The "sad thing" happened a long time ago now, but I'm only just realizing it. I remember watching a movie some years back, where the heroine was talking about how she felt when her parents died. She said, "I don't have anyone to be proud of me now". The reality was, I never had that, and in pursuit of that "proudness", I've only hurt myself. Accepting that I will never have that as long as I live is the hardest part. I told myself when the email that ended my relationship with this family member was sent that I WOULD NOT cry, and I didn't. But in the days since the email went out, I find myself bursting into tears over the silliest things! I know that its normal, expected, healthy to feel this odd type of grief but I wish I had had the strength to take this step years ago, because I'd feel better about it by now.

This isn't something that I took lightly, and you may be thinking, "what on earth could have happened?". I am not angry at this person, I am not vindictive, and this wasn't some kind of rash thing that I can go back on. I made sure that when I made the decision, I took the steps necessary to ensure that my decision, so painfully won, will be upheld. I made a promise to myself that I will never let this person hurt me ever, ever again, and this means that I have already had my last conversation with them in my life. I will not regret it, it is done. I know in my bones that I did everything I could do to carve out a semblance of a relationship and I'm glad because now I can walk away with no shame, only the knowledge that I have finally stood up for myself, and the hope that telling my story can help anyone struggling with a relationship they know is unhealthy, but who lacks the strength to do anything about it, much as I lacked the strength for so long.

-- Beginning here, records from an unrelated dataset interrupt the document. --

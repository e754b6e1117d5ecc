use super::*;

// =============================================================
// Helpers
// =============================================================

fn user_json() -> serde_json::Value {
    serde_json::json!({
        "id": "u-1",
        "email": "taylor@school.org",
        "full_name": "Taylor Teacher",
        "avatar_url": null,
        "locale": "en-US",
        "preferred_subjects": ["Science"],
        "preferred_grade_levels": ["5"],
        "is_active": true,
        "is_superuser": false,
        "roles": [{ "role": "teacher", "scope": {} }]
    })
}

fn detail_json() -> serde_json::Value {
    serde_json::json!({
        "id": "l-1",
        "title": "Solar System",
        "subject": "Science",
        "grade_level": "5",
        "language": "en",
        "status": "draft",
        "tags": ["space"],
        "visibility": "private",
        "current_version_id": "v2",
        "updated_at": "2026-03-01T10:00:00+00:00",
        "owner_user_id": "u-1",
        "versions": [{
            "id": "v2",
            "lesson_id": "l-1",
            "version_no": 2,
            "objective": "Compare planets",
            "duration_minutes": 45,
            "teacher_script_md": "### Script",
            "materials": [{ "name": "globe" }],
            "created_at": "2026-03-01T10:00:00+00:00",
            "created_by_user_id": "u-1"
        }]
    })
}

// =============================================================
// User / session
// =============================================================

#[test]
fn session_response_yields_user_only_when_authenticated() {
    let body = serde_json::json!({ "authenticated": true, "user": user_json() });
    let parsed: AuthSessionResponse = serde_json::from_value(body).unwrap();
    assert_eq!(parsed.into_user().map(|u| u.id), Some("u-1".to_owned()));

    let body = serde_json::json!({ "authenticated": false, "user": user_json() });
    let parsed: AuthSessionResponse = serde_json::from_value(body).unwrap();
    assert!(parsed.into_user().is_none());

    let body = serde_json::json!({ "authenticated": false, "user": null });
    let parsed: AuthSessionResponse = serde_json::from_value(body).unwrap();
    assert!(parsed.into_user().is_none());
}

#[test]
fn user_display_name_falls_back_to_email() {
    let mut user: User = serde_json::from_value(user_json()).unwrap();
    assert_eq!(user.display_name(), "Taylor Teacher");
    user.full_name = Some("   ".to_owned());
    assert_eq!(user.display_name(), "taylor@school.org");
    user.full_name = None;
    assert_eq!(user.display_name(), "taylor@school.org");
}

#[test]
fn user_primary_role_defaults_to_teacher() {
    let mut user: User = serde_json::from_value(user_json()).unwrap();
    user.roles[0].role = "admin".to_owned();
    assert_eq!(user.primary_role(), "admin");
    user.roles.clear();
    assert_eq!(user.primary_role(), "teacher");
}

#[test]
fn user_missing_lists_default_to_empty() {
    let mut body = user_json();
    let obj = body.as_object_mut().unwrap();
    obj.remove("preferred_subjects");
    obj.remove("roles");
    let user: User = serde_json::from_value(body).unwrap();
    assert!(user.preferred_subjects.is_empty());
    assert!(user.roles.is_empty());
}

#[test]
fn update_profile_payload_sends_null_full_name_and_omits_missing_locale() {
    let payload = UpdateProfilePayload {
        full_name: None,
        preferred_subjects: vec!["Math".to_owned()],
        preferred_grade_levels: vec![],
        locale: None,
    };
    assert_eq!(
        serde_json::to_value(&payload).unwrap(),
        serde_json::json!({
            "full_name": null,
            "preferred_subjects": ["Math"],
            "preferred_grade_levels": []
        })
    );
}

// =============================================================
// Lessons
// =============================================================

#[test]
fn lesson_detail_flattens_summary_fields() {
    let detail: LessonDetail = serde_json::from_value(detail_json()).unwrap();
    assert_eq!(detail.summary.title, "Solar System");
    assert_eq!(detail.summary.current_version_id.as_deref(), Some("v2"));
    assert_eq!(detail.owner_user_id, "u-1");
    assert_eq!(detail.versions.len(), 1);
    let version = &detail.versions[0];
    assert_eq!(version.version_no, 2);
    assert_eq!(version.materials.len(), 1);
    assert!(version.flow.is_empty());
    assert!(version.source.is_empty());
}

#[test]
fn lesson_detail_without_versions_defaults_to_empty() {
    let mut body = detail_json();
    body.as_object_mut().unwrap().remove("versions");
    let detail: LessonDetail = serde_json::from_value(body).unwrap();
    assert!(detail.versions.is_empty());
}

#[test]
fn version_payload_sends_only_populated_fields() {
    let payload = CreateLessonVersionPayload {
        objective: Some("Students will...".to_owned()),
        status: Some("draft".to_owned()),
        ..CreateLessonVersionPayload::default()
    };
    assert_eq!(
        serde_json::to_value(&payload).unwrap(),
        serde_json::json!({ "objective": "Students will...", "status": "draft" })
    );
    assert_eq!(
        serde_json::to_value(CreateLessonVersionPayload::default()).unwrap(),
        serde_json::json!({})
    );
}

#[test]
fn create_lesson_payload_omits_absent_optionals() {
    let payload = CreateLessonPayload {
        title: "Fractions".to_owned(),
        subject: "Math".to_owned(),
        grade_level: "4".to_owned(),
        ..CreateLessonPayload::default()
    };
    assert_eq!(
        serde_json::to_value(&payload).unwrap(),
        serde_json::json!({ "title": "Fractions", "subject": "Math", "grade_level": "4" })
    );
}

// =============================================================
// Differentiation / share / export
// =============================================================

#[test]
fn audience_serializes_uppercase() {
    assert_eq!(serde_json::to_string(&DifferentiationAudience::Ell).unwrap(), "\"ELL\"");
    assert_eq!(serde_json::to_string(&DifferentiationAudience::Iep).unwrap(), "\"IEP\"");
    assert_eq!(serde_json::to_string(&DifferentiationAudience::Gifted).unwrap(), "\"GIFTED\"");
}

#[test]
fn audience_parse_accepts_wire_tags_only() {
    for audience in DifferentiationAudience::ALL {
        assert_eq!(DifferentiationAudience::parse(audience.as_str()), Some(audience));
    }
    assert_eq!(DifferentiationAudience::parse("ell"), None);
    assert_eq!(DifferentiationAudience::default(), DifferentiationAudience::Ell);
}

#[test]
fn differentiate_payload_omits_missing_notes() {
    let payload = DifferentiatePayload { audience: DifferentiationAudience::Iep, notes: None };
    assert_eq!(serde_json::to_value(&payload).unwrap(), serde_json::json!({ "audience": "IEP" }));
}

#[test]
fn share_request_without_expiry_is_empty_object() {
    assert_eq!(
        serde_json::to_value(ShareCreateRequest::default()).unwrap(),
        serde_json::json!({})
    );
    let request = ShareCreateRequest { expires_in_hours: Some(72) };
    assert_eq!(
        serde_json::to_value(&request).unwrap(),
        serde_json::json!({ "expires_in_hours": 72 })
    );
}

#[test]
fn export_format_labels_and_binary_flag() {
    assert_eq!(ExportFormat::Pdf.as_str(), "pdf");
    assert_eq!(ExportFormat::Docx.label(), "DOCX");
    assert!(ExportFormat::Pdf.is_binary());
    assert!(ExportFormat::Docx.is_binary());
    assert!(!ExportFormat::Gdoc.is_binary());
}

#[test]
fn classroom_push_request_omits_blank_optionals() {
    let request = ClassroomPushRequest {
        lesson_id: "l-1".to_owned(),
        course_id: "c-9".to_owned(),
        topic_id: None,
        due_date: None,
    };
    assert_eq!(
        serde_json::to_value(&request).unwrap(),
        serde_json::json!({ "lesson_id": "l-1", "course_id": "c-9" })
    );
}

#[test]
fn analytics_summary_deserializes_counters() {
    let body = serde_json::json!({
        "lessons_created": 8,
        "lessons_generated": 5,
        "lessons_differentiated": 3,
        "exports": 2,
        "lms_pushes": 1,
        "total_lessons": 12,
        "estimated_time_saved_minutes": 150
    });
    let summary: AnalyticsSummary = serde_json::from_value(body).unwrap();
    assert_eq!(summary.lessons_created, 8);
    assert_eq!(summary.estimated_time_saved_minutes, 150);
}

I also want to show my boys that some wrongs can never be fixed, and actions have consequences. All I can do now is strive every day to be a positive force in their lives, so that when they are my age, they will not have to be typing on a keyboard at 1 am with tears streaming down their faces :)

Holy. Cow, my last two posts have been serious downers, but I have much sewing to discuss, so once I dry my eyes, I will get right on a post that is chock full of fun fabrics and happy thoughts!